ISSN : 1229-3431(Print)
ISSN : 2287-3341(Online)
ISSN : 2287-3341(Online)
Journal of the Korean Society of Marine Environment and Safety Vol.30 No.7 pp.814-820
DOI : https://doi.org/10.7837/kosomes.2024.30.7.814
DOI : https://doi.org/10.7837/kosomes.2024.30.7.814
A Study on Improving Low Light for Real-time Safety Monitoring of Nighttime Marine Environment
Abstract
According to marine accident statistics released in 2023, the number of casualties due to marine accidents has slightly decreased; however, the overall number of marine accidents has steadily increased between 2021 and 2023. To prevent such accidents and take appropriate action, government agencies and local authorities have been promoting safety initiatives and implementing CCTV control systems.

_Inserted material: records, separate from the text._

//! HTTP request handlers

pub mod loans;
pub mod risk_params;

pub use loans::*;
pub use risk_params::*;
//! Collateral valuation provider
//!
//! The engine never prices collateral itself: value is an injected input
//! observed from an external oracle. This module owns the seam - a trait the
//! lending service consumes, and the HTTP implementation that queries the
//! configured oracle endpoint. Freshness enforcement lives on the
//! `Valuation` itself so every consumer applies the same policy.

use anyhow::Context;
use async_trait::async_trait;
use chrono::{DateTime, Utc};
use rust_decimal::Decimal;
use serde::Deserialize;

use crate::error::{LendingError, LendingResult};
use crate::models::Valuation;

/// Source of current collateral values
#[async_trait]
pub trait ValuationProvider: Send + Sync {
    /// Latest observed value for an asset
    async fn current_value(&self, asset_id: &str) -> LendingResult<Valuation>;
}

/// Quote payload returned by the valuation oracle API
#[derive(Debug, Deserialize)]
struct OracleQuote {
    asset_id: String,
    value: Decimal,
    observed_at: DateTime<Utc>,
}

/// Valuation provider backed by the platform's price oracle HTTP API
pub struct HttpValuationProvider {
    client: reqwest::Client,
    base_url: String,
}

impl HttpValuationProvider {
    pub fn new(base_url: String) -> Self {
        Self {
            client: reqwest::Client::new(),
            base_url,
        }
    }

    async fn fetch_quote(&self, asset_id: &str) -> anyhow::Result<OracleQuote> {
        let url = format!("{}/api/valuations/{}", self.base_url, asset_id);

        let response = self
            .client
            .get(&url)
            .send()
            .await
            .context("Valuation oracle request failed")?
            .error_for_status()
            .context("Valuation oracle returned an error status")?;

        let quote = response
            .json::<OracleQuote>()
            .await
            .context("Failed to decode valuation oracle response")?;

        Ok(quote)
    }
}

#[async_trait]
impl ValuationProvider for HttpValuationProvider {
    async fn current_value(&self, asset_id: &str) -> LendingResult<Valuation> {
        let quote = self
            .fetch_quote(asset_id)
            .await
            .map_err(|e| LendingError::ValuationUnavailable(format!("{:#}", e)))?;

        tracing::debug!(
            asset_id = %quote.asset_id,
            value = %quote.value,
            observed_at = %quote.observed_at,
            "Fetched collateral valuation"
        );

        Ok(Valuation {
            asset_id: quote.asset_id,
            value: quote.value,
            observed_at: quote.observed_at,
        })
    }
}
//! Shared data models for the RelicVault backend

use chrono::{DateTime, Utc};
use rust_decimal::Decimal;
use serde::{Deserialize, Serialize};

/// A non-fungible asset offered or pledged as loan collateral.
///
/// The `asset_id` is the canonical `collection:token` identifier used by the
/// pledge registry and the valuation oracle. An asset is exclusively owned by
/// one loan while pledged and free otherwise.
#[derive(Debug, Clone, Serialize, Deserialize, PartialEq, Eq)]
pub struct CollateralAsset {
    pub collection_id: String,
    pub token_id: String,
}

impl CollateralAsset {
    pub fn new(collection_id: impl Into<String>, token_id: impl Into<String>) -> Self {
        Self {
            collection_id: collection_id.into(),
            token_id: token_id.into(),
        }
    }

    /// Canonical `collection:token` identifier
    pub fn asset_id(&self) -> String {
        format!("{}:{}", self.collection_id, self.token_id)
    }

    /// Parse a canonical `collection:token` identifier
    pub fn parse(asset_id: &str) -> Option<Self> {
        let (collection, token) = asset_id.split_once(':')?;
        if collection.is_empty() || token.is_empty() {
            return None;
        }
        Some(Self::new(collection, token))
    }
}

/// A collateral valuation observed from the price oracle.
///
/// Price is an injected input: the engine never fetches or caches one on its
/// own schedule, it only checks the observation is fresh enough to act on.
#[derive(Debug, Clone, Serialize, Deserialize)]
pub struct Valuation {
    pub asset_id: String,
    pub value: Decimal,
    pub observed_at: DateTime<Utc>,
}

impl Valuation {
    /// Age of the observation at `now`, in whole seconds
    pub fn age_seconds(&self, now: DateTime<Utc>) -> i64 {
        (now - self.observed_at).num_seconds()
    }

    /// Reject observations older than the configured freshness window.
    /// Used by `open_loan` and `liquidate`; quotes and previews may act on
    /// whatever the oracle last reported.
    pub fn ensure_fresh(
        &self,
        now: DateTime<Utc>,
        max_age_seconds: i64,
    ) -> Result<(), crate::error::LendingError> {
        let age = self.age_seconds(now);
        if age > max_age_seconds {
            return Err(crate::error::LendingError::StaleValuation {
                asset_id: self.asset_id.clone(),
                age_seconds: age,
                max_age_seconds,
            });
        }
        Ok(())
    }
}

/// Standard API response wrapper
#[derive(Debug, Serialize)]
pub struct ApiResponse<T> {
    pub success: bool,
    pub data: Option<T>,
    pub error: Option<String>,
}

impl<T> ApiResponse<T> {
    pub fn ok(data: T) -> Self {
        Self {
            success: true,
            data: Some(data),
            error: None,
        }
    }
}

/// Paginated response wrapper
#[derive(Debug, Serialize)]
pub struct PaginatedResponse<T> {
    pub data: Vec<T>,
    pub total: i64,
    pub page: i32,
    pub limit: i32,
}

#[cfg(test)]
mod tests {
    use super::*;
    use rust_decimal_macros::dec;

    #[test]
    fn test_asset_id_round_trip() {
        let asset = CollateralAsset::new("meridian-masks", "742");
        assert_eq!(asset.asset_id(), "meridian-masks:742");
        assert_eq!(CollateralAsset::parse("meridian-masks:742"), Some(asset));
    }

    #[test]
    fn test_parse_rejects_malformed_ids() {
        assert_eq!(CollateralAsset::parse("no-separator"), None);
        assert_eq!(CollateralAsset::parse(":7"), None);
        assert_eq!(CollateralAsset::parse("masks:"), None);
    }

    #[test]
    fn test_valuation_freshness_window() {
        let now = Utc::now();
        let valuation = Valuation {
            asset_id: "meridian-masks:742".to_string(),
            value: dec!(45.2),
            observed_at: now - chrono::Duration::seconds(90),
        };

        assert!(valuation.ensure_fresh(now, 120).is_ok());
        assert!(valuation.ensure_fresh(now, 60).is_err());
    }
}
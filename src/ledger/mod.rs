//! Loan ledger for RelicVault
//!
//! Sole owner of loan state. `model` holds the records and the pure
//! state-transition arithmetic; `service` persists them and enforces
//! per-loan mutual exclusion between concurrent writers.

pub mod model;
pub mod service;

pub use model::{
    ListLoansQuery, Loan, LoanStatus, OpenLoanRequest, RepayRequest, RepaymentPlan,
    RepaymentPreview, RepaymentRecord,
};
pub use service::{LoanLedger, RepaymentOutcome};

However, these CCTV systems face limitations, such as reduced visibility in nighttime environments and difficulty in identifying objects. To address these challenges, this study focused on improving nighttime marine surveillance through the development and application of a low-light enhancement algorithm. The research prioritized the performance of low-light enhancement and real-time image data processing for effective safety monitoring. A comprehensive evaluation was conducted using three different low-light enhancement algorithms and two lightweight deep learning model techniques to identify the optimal solution. The results revealed that applying the TensorRT technique to the Bread algorithm achieved an SSIM (Structural Similarity Index Measure) of 0.7 and a frame rate of 100 FPS. This demonstrates that the combination is the most suitable for both low-light enhancement performance and real-time data processing in nighttime marine environments.